The Autographa californica nuclear polyhedrosis virus (AcNPV) expresses several immediate-early genes in infected cells. One of these, ie2 (formerly called IEN), was mapped by its ability to augment IE1 - mediated transactivation of the delayed early 39k gene. IE2 also stimulated the expression of reporter genes linked to the ie1 promoter. To better understand the function of the ie2 gene product in infected cells, polyclonal antiserum specific for IE2 was prepared after overexpressing the protein in bacteria. Immunoblot analysis of cell extracts prepared at various times during virus infection indicated that IE2 protein was expressed from 0 to 12 hpi, but was undetectable during the later times of infection.
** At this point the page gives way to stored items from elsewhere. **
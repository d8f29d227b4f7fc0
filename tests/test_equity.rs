use alpha_poker::cancel::Generation;
use alpha_poker::cards::*;
use alpha_poker::config::EngineConfig;
use alpha_poker::equity::*;
use alpha_poker::error::PokerError;
use approx::assert_abs_diff_eq;
use rand::rngs::StdRng;
use rand::SeedableRng;

fn hand(notation: &str) -> Vec<Card> {
    parse_cards(notation).unwrap()
}

fn engine() -> EquityEngine {
    EquityEngine::new(&EngineConfig::default())
}

fn report(players: &[Vec<Card>], board: &str, seed: u64) -> EquityReport {
    let board = parse_board(board).unwrap();
    let mut rng = StdRng::seed_from_u64(seed);
    engine().evaluate_equity(players, &board, &mut rng, None).unwrap()
}

#[test]
fn test_aa_vs_kk_preflop() {
    let result = report(&[hand("AsAh"), hand("KsKh")], "", 7);
    assert!(result.computable);
    assert_eq!(result.method, EquityMethod::MonteCarlo);
    assert_eq!(result.simulations, 40_000);
    let aa = result.per_player[0].equity;
    assert!(aa > 0.79 && aa < 0.84, "AA equity {}", aa);
}

#[test]
fn test_flop_is_enumerated_exactly() {
    let result = report(&[hand("AsAh"), hand("KsKh")], "2s5d8c", 0);
    assert_eq!(result.method, EquityMethod::Enumeration);
    // 45 choose 2 turn and river pairs
    assert_eq!(result.simulations, 990);
    assert!(result.per_player[0].equity > 0.85);
}

#[test]
fn test_shares_sum_to_one_multiway() {
    let players = [hand("AsAh"), hand("KsKh"), hand("7c8c"), hand("2d2h")];
    let result = report(&players, "9c6cTd", 3);
    let total: f64 = result.per_player.iter().map(|p| p.equity).sum();
    assert_abs_diff_eq!(total, 1.0, epsilon = 1e-9);
    for p in &result.per_player {
        assert!(p.win_ratio + p.tie_ratio <= 1.0 + 1e-12);
    }
}

#[test]
fn test_seat_order_does_not_change_equity() {
    let forward = report(&[hand("AhKh"), hand("QsQd"), hand("7c6c")], "Qh8h2c", 0);
    let reversed = report(&[hand("7c6c"), hand("QsQd"), hand("AhKh")], "Qh8h2c", 0);
    assert_abs_diff_eq!(forward.per_player[0].equity, reversed.per_player[2].equity, epsilon = 1e-12);
    assert_abs_diff_eq!(forward.per_player[1].equity, reversed.per_player[1].equity, epsilon = 1e-12);
    assert_abs_diff_eq!(forward.per_player[2].equity, reversed.per_player[0].equity, epsilon = 1e-12);
}

#[test]
fn test_seeded_sampling_is_reproducible() {
    let players = [hand("AsKs"), hand("QhQd")];
    let a = report(&players, "", 42);
    let b = report(&players, "", 42);
    assert_eq!(a, b);
}

#[test]
fn test_complete_board_is_a_single_showdown() {
    let result = report(&[hand("AsKd"), hand("QhQc")], "Ah7c2d9sTh", 0);
    assert_eq!(result.method, EquityMethod::Showdown);
    assert_eq!(result.simulations, 1);
    assert_eq!(result.per_player[0].win_ratio, 1.0);
    let showdown = result.showdown.expect("complete board resolves a showdown");
    assert_eq!(showdown.winners, vec![0]);
    assert_eq!(showdown.seats[0].description, "Pair of Aces");
}

#[test]
fn test_unknown_player_cards_are_sampled() {
    let result = report(&[hand("AsAh"), hand("-")], "", 11);
    assert_eq!(result.method, EquityMethod::MonteCarlo);
    let aa = result.per_player[0].equity;
    // AA against a random hand
    assert!(aa > 0.82 && aa < 0.88, "AA vs random {}", aa);
    assert!(result.showdown.is_none());
}

#[test]
fn test_half_known_hand() {
    let result = report(&[hand("KsKh"), hand("Ad")], "", 5);
    assert!(result.computable);
    assert_eq!(result.method, EquityMethod::MonteCarlo);
    assert!(result.per_player[1].equity > 0.25);
}

#[test]
fn test_rejected_inputs_are_reported_not_raised() {
    let dup = report(&[hand("AsAh"), hand("AsKd")], "", 0);
    assert!(!dup.computable);
    assert!(dup.reason.is_some());

    let bad_board = report(&[hand("AsAh"), hand("KsKd")], "2c3c", 0);
    assert!(!bad_board.computable);
    assert_eq!(bad_board.method, EquityMethod::NotComputed);

    let players: Vec<Vec<Card>> = Vec::new();
    let empty = report(&players, "", 0);
    assert!(!empty.computable);
}

#[test]
fn test_too_many_players_rejected() {
    let players: Vec<Vec<Card>> = (0..10).map(|_| Vec::new()).collect();
    assert!(matches!(
        validate_table(&players, &[]),
        Err(PokerError::InvalidPlayerCount { max: 9, got: 10, .. })
    ));
}

#[test]
fn test_compute_equity_without_enough_cards() {
    let mut engine = engine();
    let players = [hand("AsAh"), hand("KsKh")];
    let mut rng = StdRng::seed_from_u64(0);
    let outcome = engine
        .compute_equity(&players, &[], &hand("2c3c4c"), &mut rng, None)
        .unwrap();
    assert!(!outcome.is_computed());
    assert_eq!(outcome.method, EquityMethod::NotComputed);
    assert!(outcome.equities().is_none());
}

#[test]
fn test_stale_ticket_cancels_enumeration() {
    let generation = Generation::new();
    let ticket = generation.issue();
    let _newer = generation.issue();
    let board = hand("2s5d8c");
    let players = [hand("AsAh"), hand("KsKh")];
    let mut rng = StdRng::seed_from_u64(0);
    let result = engine().evaluate_equity(&players, &board, &mut rng, Some(&ticket));
    assert!(matches!(result, Err(PokerError::Cancelled)));
}

#[test]
fn test_hand_vs_hand_matches_engine() {
    let board = hand("Ts9s2h");
    let mut rng = StdRng::seed_from_u64(0);
    let (equity, sims) = hand_vs_hand_equity(
        [parse_card("As").unwrap(), parse_card("Ks").unwrap()],
        [parse_card("Th").unwrap(), parse_card("Td").unwrap()],
        &board,
        &remaining_cards(&[]),
        10_000,
        1_000,
        &mut rng,
    )
    .unwrap();
    assert_eq!(sims, 990);
    let full = report(&[hand("AsKs"), hand("ThTd")], "Ts9s2h", 0);
    assert_abs_diff_eq!(equity, full.per_player[0].equity, epsilon = 1e-12);
}

#[test]
fn test_hand_vs_hand_draws_only_live_cards() {
    let mut rng = StdRng::seed_from_u64(0);
    let (equity, sims) = hand_vs_hand_equity(
        [parse_card("As").unwrap(), parse_card("Ah").unwrap()],
        [parse_card("2c").unwrap(), parse_card("3c").unwrap()],
        &hand("KdQc7s"),
        &hand("2c3c4c5c"),
        10_000,
        1_000,
        &mut rng,
    )
    .unwrap();
    // 4c5c is the only runout left
    assert_eq!(sims, 1);
    assert_eq!(equity, 0.0);
}

#[test]
fn test_resolve_showdown_split_pot() {
    let board = parse_board("AhKhQhJhTh").unwrap();
    let result = resolve_showdown(&[hand("2s3d"), hand("4c5d")], &board).unwrap();
    assert_eq!(result.winners, vec![0, 1]);
    assert!(resolve_showdown(&[hand("2s3d")], &board[..4]).is_err());
}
To demonstrate directly that the increase in the experssion of IE1 cat was due to increased mRNA, primer extension analyses were performed. Quantitative primer extension assays revealed that cells cotransfected with pIE1 and pIE2 contained higher levels of IE1 mRNA than cells transfected with pIE1 alone. To directly demonstrate that IE2 is a transcritional regulator, in vitro transcription assays were performed. THe nuclear extracts containing IE2 were more active than the control extracts in transcription of a C-free cassette linked to the ie1 promoter. Imuunodepletion of IE2 from the transfected extracts reduced the transcriptional activity to that of the control extracts. Nuclear extracts prepared from IE2-transfected cells also more actively transcribed the adenovirus major late promoter. Taken together, these results demonstrate that IE2 is a transcriptional regulator. Computer analysis of IE2 amino acid sequences showed that IE2 contains several sequence motifs that are common to transcriptional activators. Sequential deletion of amino-terminal sequences of IE2 gradually decreased the activity of the protein. Carboxy-terminal truncations of IE2 resulted in a more dramatic loss of transactivation activities. Analysis of IE2 internal-deletion mutants demonstrated that the acidic region between amino acids 198 and 206 possessed significant transactivation potential for all target promoters tested. In addition, the squelching phenomena exhibited by wild type IE2 and IE2 deletion mutants containing the acidic amino acid-rich region indirectly demonstrated that this region may be involved in interactions with factors of the basic transcription machinery.